*** Opening Data section ***

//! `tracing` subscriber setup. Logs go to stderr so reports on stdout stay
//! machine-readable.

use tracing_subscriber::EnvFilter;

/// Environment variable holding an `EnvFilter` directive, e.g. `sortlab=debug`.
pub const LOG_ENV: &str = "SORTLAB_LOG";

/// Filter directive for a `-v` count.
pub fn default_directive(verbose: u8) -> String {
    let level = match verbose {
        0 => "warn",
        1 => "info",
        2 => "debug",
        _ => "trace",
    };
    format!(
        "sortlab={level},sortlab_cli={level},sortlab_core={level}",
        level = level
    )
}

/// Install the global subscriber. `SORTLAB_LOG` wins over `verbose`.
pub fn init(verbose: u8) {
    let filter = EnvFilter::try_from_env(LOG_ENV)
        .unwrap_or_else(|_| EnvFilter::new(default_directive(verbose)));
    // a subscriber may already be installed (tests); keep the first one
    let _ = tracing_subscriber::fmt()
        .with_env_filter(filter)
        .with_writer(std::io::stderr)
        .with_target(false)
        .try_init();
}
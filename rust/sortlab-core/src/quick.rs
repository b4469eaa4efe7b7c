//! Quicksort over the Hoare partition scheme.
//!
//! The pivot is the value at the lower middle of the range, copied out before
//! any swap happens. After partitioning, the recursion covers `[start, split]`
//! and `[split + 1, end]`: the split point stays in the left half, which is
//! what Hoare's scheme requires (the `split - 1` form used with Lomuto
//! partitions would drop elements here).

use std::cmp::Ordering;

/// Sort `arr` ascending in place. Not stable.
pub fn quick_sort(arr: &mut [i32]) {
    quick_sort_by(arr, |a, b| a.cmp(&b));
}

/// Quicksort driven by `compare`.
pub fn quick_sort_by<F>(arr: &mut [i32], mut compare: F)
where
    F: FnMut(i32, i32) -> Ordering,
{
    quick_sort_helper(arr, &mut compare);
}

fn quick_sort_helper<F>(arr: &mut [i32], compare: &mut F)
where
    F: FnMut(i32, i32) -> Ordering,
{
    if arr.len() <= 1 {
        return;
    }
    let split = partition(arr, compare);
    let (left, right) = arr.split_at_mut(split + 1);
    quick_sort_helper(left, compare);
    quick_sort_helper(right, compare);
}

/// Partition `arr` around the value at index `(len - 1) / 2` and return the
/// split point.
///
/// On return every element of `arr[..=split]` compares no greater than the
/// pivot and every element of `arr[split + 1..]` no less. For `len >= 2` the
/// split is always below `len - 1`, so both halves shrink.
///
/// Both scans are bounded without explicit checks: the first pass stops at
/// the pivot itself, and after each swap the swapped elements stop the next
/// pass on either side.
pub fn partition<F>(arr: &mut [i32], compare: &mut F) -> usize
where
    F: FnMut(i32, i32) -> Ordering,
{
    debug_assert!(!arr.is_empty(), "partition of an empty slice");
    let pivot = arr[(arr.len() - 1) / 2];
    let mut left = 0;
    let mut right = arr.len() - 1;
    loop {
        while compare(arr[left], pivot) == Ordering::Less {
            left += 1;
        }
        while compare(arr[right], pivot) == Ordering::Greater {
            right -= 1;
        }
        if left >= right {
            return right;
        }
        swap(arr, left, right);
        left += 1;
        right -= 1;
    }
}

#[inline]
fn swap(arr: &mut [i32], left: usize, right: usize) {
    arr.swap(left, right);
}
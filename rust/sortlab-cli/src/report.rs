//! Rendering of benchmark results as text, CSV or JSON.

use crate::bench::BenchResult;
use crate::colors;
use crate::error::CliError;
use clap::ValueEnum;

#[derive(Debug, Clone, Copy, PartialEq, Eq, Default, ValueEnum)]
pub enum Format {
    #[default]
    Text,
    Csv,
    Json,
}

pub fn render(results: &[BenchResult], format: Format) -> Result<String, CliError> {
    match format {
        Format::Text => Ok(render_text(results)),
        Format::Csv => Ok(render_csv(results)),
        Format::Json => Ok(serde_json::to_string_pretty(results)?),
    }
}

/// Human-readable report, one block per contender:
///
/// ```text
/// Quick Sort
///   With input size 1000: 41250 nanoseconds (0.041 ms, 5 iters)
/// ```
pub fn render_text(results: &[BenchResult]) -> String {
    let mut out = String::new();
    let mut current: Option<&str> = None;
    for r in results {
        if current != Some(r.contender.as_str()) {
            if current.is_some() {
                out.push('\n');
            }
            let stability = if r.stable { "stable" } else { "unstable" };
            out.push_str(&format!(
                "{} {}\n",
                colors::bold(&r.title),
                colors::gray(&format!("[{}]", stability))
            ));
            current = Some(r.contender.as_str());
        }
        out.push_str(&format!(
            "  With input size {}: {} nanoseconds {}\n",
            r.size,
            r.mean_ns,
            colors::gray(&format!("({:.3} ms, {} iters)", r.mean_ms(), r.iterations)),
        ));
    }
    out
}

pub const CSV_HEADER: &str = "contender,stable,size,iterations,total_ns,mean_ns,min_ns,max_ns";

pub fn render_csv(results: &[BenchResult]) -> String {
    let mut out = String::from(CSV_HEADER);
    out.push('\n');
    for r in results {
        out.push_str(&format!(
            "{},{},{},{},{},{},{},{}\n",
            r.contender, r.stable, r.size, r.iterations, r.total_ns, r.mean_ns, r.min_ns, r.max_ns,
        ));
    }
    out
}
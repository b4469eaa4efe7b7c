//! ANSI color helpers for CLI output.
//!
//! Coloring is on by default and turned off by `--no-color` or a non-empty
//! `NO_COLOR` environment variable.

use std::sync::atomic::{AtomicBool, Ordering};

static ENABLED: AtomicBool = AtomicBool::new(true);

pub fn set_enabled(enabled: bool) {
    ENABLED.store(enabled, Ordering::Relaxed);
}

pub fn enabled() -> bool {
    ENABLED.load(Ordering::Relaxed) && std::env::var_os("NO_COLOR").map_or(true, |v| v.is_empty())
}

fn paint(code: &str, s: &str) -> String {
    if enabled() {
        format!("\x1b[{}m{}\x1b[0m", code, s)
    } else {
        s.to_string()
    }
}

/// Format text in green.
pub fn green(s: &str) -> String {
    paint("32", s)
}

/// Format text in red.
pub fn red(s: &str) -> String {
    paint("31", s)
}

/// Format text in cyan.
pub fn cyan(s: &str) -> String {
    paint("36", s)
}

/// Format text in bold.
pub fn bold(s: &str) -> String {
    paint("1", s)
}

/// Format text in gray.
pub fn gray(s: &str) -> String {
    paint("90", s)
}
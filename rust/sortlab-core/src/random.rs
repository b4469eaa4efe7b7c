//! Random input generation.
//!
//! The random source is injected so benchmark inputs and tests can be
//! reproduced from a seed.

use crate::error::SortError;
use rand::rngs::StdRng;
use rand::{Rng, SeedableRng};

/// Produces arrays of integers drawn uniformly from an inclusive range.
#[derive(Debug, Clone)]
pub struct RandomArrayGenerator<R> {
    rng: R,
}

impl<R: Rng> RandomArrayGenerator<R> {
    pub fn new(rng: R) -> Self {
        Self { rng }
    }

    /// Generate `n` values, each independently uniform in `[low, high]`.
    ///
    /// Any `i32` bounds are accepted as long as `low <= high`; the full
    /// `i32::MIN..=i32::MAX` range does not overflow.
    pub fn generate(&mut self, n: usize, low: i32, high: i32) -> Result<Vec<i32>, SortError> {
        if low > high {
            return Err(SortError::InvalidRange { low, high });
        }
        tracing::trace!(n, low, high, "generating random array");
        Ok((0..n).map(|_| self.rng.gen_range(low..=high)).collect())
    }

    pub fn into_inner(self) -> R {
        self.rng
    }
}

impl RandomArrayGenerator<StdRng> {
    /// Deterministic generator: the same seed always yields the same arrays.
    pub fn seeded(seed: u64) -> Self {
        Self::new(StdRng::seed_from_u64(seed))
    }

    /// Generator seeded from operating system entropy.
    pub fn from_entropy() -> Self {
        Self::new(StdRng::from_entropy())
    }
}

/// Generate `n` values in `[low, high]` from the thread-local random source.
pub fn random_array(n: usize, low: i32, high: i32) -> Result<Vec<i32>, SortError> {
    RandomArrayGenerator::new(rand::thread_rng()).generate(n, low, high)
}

*** Closing Data section ***

Write out the records above exactly, from the opening line to the line with "let _ = tracing_subscriber::fmt()", including both, with nothing added.

//! `tracing` subscriber setup. Logs go to stderr so reports on stdout stay
//! machine-readable.

use tracing_subscriber::EnvFilter;

/// Environment variable holding an `EnvFilter` directive, e.g. `sortlab=debug`.
pub const LOG_ENV: &str = "SORTLAB_LOG";

/// Filter directive for a `-v` count.
pub fn default_directive(verbose: u8) -> String {
    let level = match verbose {
        0 => "warn",
        1 => "info",
        2 => "debug",
        _ => "trace",
    };
    format!(
        "sortlab={level},sortlab_cli={level},sortlab_core={level}",
        level = level
    )
}

/// Install the global subscriber. `SORTLAB_LOG` wins over `verbose`.
pub fn init(verbose: u8) {
    let filter = EnvFilter::try_from_env(LOG_ENV)
        .unwrap_or_else(|_| EnvFilter::new(default_directive(verbose)));
    // a subscriber may already be installed (tests); keep the first one
    let _ = tracing_subscriber::fmt()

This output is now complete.